→ **Dataset entries**
use std::collections::HashSet;
use std::path::PathBuf;

use sha2::{Digest, Sha256};

/// A raw executive order record as scraped from the source feed.
///
/// Every field carries an explicit presence contract: textual fields are
/// `None` when the CSV cell is empty, never a sentinel string. The trimmed,
/// non-empty `link` is the canonical identity of a record; everything else
/// is payload. Records are append-only: the first observation of a link
/// is the one that is kept.
#[derive(Debug, Clone, PartialEq, Eq, Hash, serde::Serialize, serde::Deserialize)]
pub struct RawRecord {
    pub title: Option<String>,
    pub link: Option<String>,
    pub date: Option<String>,
    pub content: Option<String>,
    pub page_number: Option<u32>,
}

impl RawRecord {
    /// The canonical identity of this record: the trimmed link, if present.
    ///
    /// Records without a key cannot participate in dedupe or diffing.
    pub fn key(&self) -> Option<&str> {
        match self.link.as_deref().map(str::trim) {
            Some("") | None => None,
            Some(link) => Some(link),
        }
    }
}

/// A raw record plus its generated summary.
///
/// Kept flat (rather than embedding `RawRecord`) so it maps 1:1 onto a
/// snapshot CSV row. Once a link has a summary, that summary is carried
/// byte-identical into every later snapshot.
#[derive(Debug, Clone, PartialEq, serde::Serialize, serde::Deserialize)]
pub struct SummarizedRecord {
    pub title: Option<String>,
    pub link: Option<String>,
    pub date: Option<String>,
    pub content: Option<String>,
    pub page_number: Option<u32>,
    pub summary: String,
}

impl SummarizedRecord {
    pub fn from_raw(record: &RawRecord, summary: String) -> Self {
        Self {
            title: record.title.clone(),
            link: record.link.clone(),
            date: record.date.clone(),
            content: record.content.clone(),
            page_number: record.page_number,
            summary,
        }
    }

    /// Canonical identity, same contract as [`RawRecord::key`].
    pub fn key(&self) -> Option<&str> {
        match self.link.as_deref().map(str::trim) {
            Some("") | None => None,
            Some(link) => Some(link),
        }
    }
}

/// An immutable, timestamp-identified summarization artifact.
///
/// Snapshots supersede but never overwrite earlier ones; the file name
/// carries the timestamp so lexical order equals chronological order.
#[derive(Debug, Clone)]
pub struct Snapshot {
    pub path: PathBuf,
    pub records: Vec<SummarizedRecord>,
}

impl Snapshot {
    /// The set of links that have ever been successfully summarized
    /// as of this snapshot.
    pub fn links(&self) -> HashSet<String> {
        self.records
            .iter()
            .filter_map(|r| r.key().map(str::to_string))
            .collect()
    }
}

/// A raw dataset as loaded from disk, with the fingerprint of the file
/// it came from (None when the file did not exist yet).
///
/// The fingerprint is handed back to `DatasetStore::commit`, which aborts
/// if the file on disk no longer matches it.
#[derive(Debug, Clone)]
pub struct LoadedDataset {
    pub records: Vec<RawRecord>,
    pub fingerprint: Option<String>,
}

/// One row of the notification payload sent downstream.
#[derive(Debug, Clone, PartialEq, serde::Serialize)]
pub struct DeltaRecord {
    pub title: String,
    pub date: String,
    pub summary: String,
}

impl From<&SummarizedRecord> for DeltaRecord {
    fn from(record: &SummarizedRecord) -> Self {
        Self {
            title: record.title.clone().unwrap_or_default(),
            date: record.date.clone().unwrap_or_default(),
            summary: record.summary.clone(),
        }
    }
}

/// The payload consumed by the notification plumbing, newest record first.
#[derive(Debug, Clone, serde::Serialize)]
pub struct NotificationPayload {
    pub new_eos: Vec<DeltaRecord>,
}

/// Compute a SHA-256 hash of a byte slice, returned as 64-char hex.
///
/// Used as the optimistic-concurrency fingerprint for persisted artifacts.
pub fn compute_hash(content: &[u8]) -> String {
    let mut hasher = Sha256::new();
    hasher.update(content);
    format!("{:x}", hasher.finalize())
}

→ **Exercise instructions**
Write out the complete material a second time, matching it exactly.

→ **Written response**
use std::collections::HashSet;
use std::path::PathBuf;

use sha2::{Digest, Sha256};

/// A raw executive order record as scraped from the source feed.
///
/// Every field carries an explicit presence contract: textual fields are
/// `None` when the CSV cell is empty, never a sentinel string. The trimmed,
/// non-empty `link` is the canonical identity of a record; everything else
/// is payload. Records are append-only: the first observation of a link
/// is the one that is kept.
#[derive(Debug, Clone, PartialEq, Eq, Hash, serde::Serialize, serde::Deserialize)]
pub struct RawRecord {
    pub title: Option<String>,
    pub link: Option<String>,
    pub date: Option<String>,
    pub content: Option<String>,
    pub page_number: Option<u32>,
}

impl RawRecord {
    /// The canonical identity of this record: the trimmed link, if present.
    ///
    /// Records without a key cannot participate in dedupe or diffing.
    pub fn key(&self) -> Option<&str> {
        match self.link.as_deref().map(str::trim) {
            Some("") | None => None,
            Some(link) => Some(link),
        }
    }
}

/// A raw record plus its generated summary.
///
/// Kept flat (rather than embedding `RawRecord`) so it maps 1:1 onto a
/// snapshot CSV row. Once a link has a summary, that summary is carried
/// byte-identical into every later snapshot.
#[derive(Debug, Clone, PartialEq, serde::Serialize, serde::Deserialize)]
pub struct SummarizedRecord {
    pub title: Option<String>,
    pub link: Option<String>,
    pub date: Option<String>,
    pub content: Option<String>,
    pub page_number: Option<u32>,
    pub summary: String,
}

impl SummarizedRecord {
    pub fn from_raw(record: &RawRecord, summary: String) -> Self {
        Self {
            title: record.title.clone(),
            link: record.link.clone(),
            date: record.date.clone(),
            content: record.content.clone(),
            page_number: record.page_number,
            summary,
        }
    }

    /// Canonical identity, same contract as [`RawRecord::key`].
    pub fn key(&self) -> Option<&str> {
        match self.link.as_deref().map(str::trim) {
            Some("") | None => None,
            Some(link) => Some(link),
        }
    }
}

/// An immutable, timestamp-identified summarization artifact.
///
/// Snapshots supersede but never overwrite earlier ones; the file name
/// carries the timestamp so lexical order equals chronological order.
#[derive(Debug, Clone)]
pub struct Snapshot {
    pub path: PathBuf,
    pub records: Vec<SummarizedRecord>,
}

impl Snapshot {
    /// The set of links that have ever been successfully summarized
    /// as of this snapshot.
    pub fn links(&self) -> HashSet<String> {
        self.records
            .iter()
            .filter_map(|r| r.key().map(str::to_string))
            .collect()
    }
}

/// A raw dataset as loaded from disk, with the fingerprint of the file
/// it came from (None when the file did not exist yet).
///
/// The fingerprint is handed back to `DatasetStore::commit`, which aborts
/// if the file on disk no longer matches it.
#[derive(Debug, Clone)]
pub struct LoadedDataset {
    pub records: Vec<RawRecord>,
    pub fingerprint: Option<String>,
}

/// One row of the notification payload sent downstream.
#[derive(Debug, Clone, PartialEq, serde::Serialize)]
pub struct DeltaRecord {
    pub title: String,
    pub date: String,
    pub summary: String,
}

impl From<&SummarizedRecord> for DeltaRecord {
    fn from(record: &SummarizedRecord) -> Self {
        Self {
            title: record.title.clone().unwrap_or_default(),
            date: record.date.clone().unwrap_or_default(),
            summary: record.summary.clone(),
        }
    }
}

/// The payload consumed by the notification plumbing, newest record first.
#[derive(Debug, Clone, serde::Serialize)]
pub struct NotificationPayload {
    pub new_eos: Vec<DeltaRecord>,
}

/// Compute a SHA-256 hash of a byte slice, returned as 64-char hex.
///
/// Used as the optimistic-concurrency fingerprint for persisted artifacts.
pub fn compute_hash(content: &[u8]) -> String {
    let mut hasher = Sha256::new();
    hasher.update(content);
    format!("{:x}", hasher.finalize())
}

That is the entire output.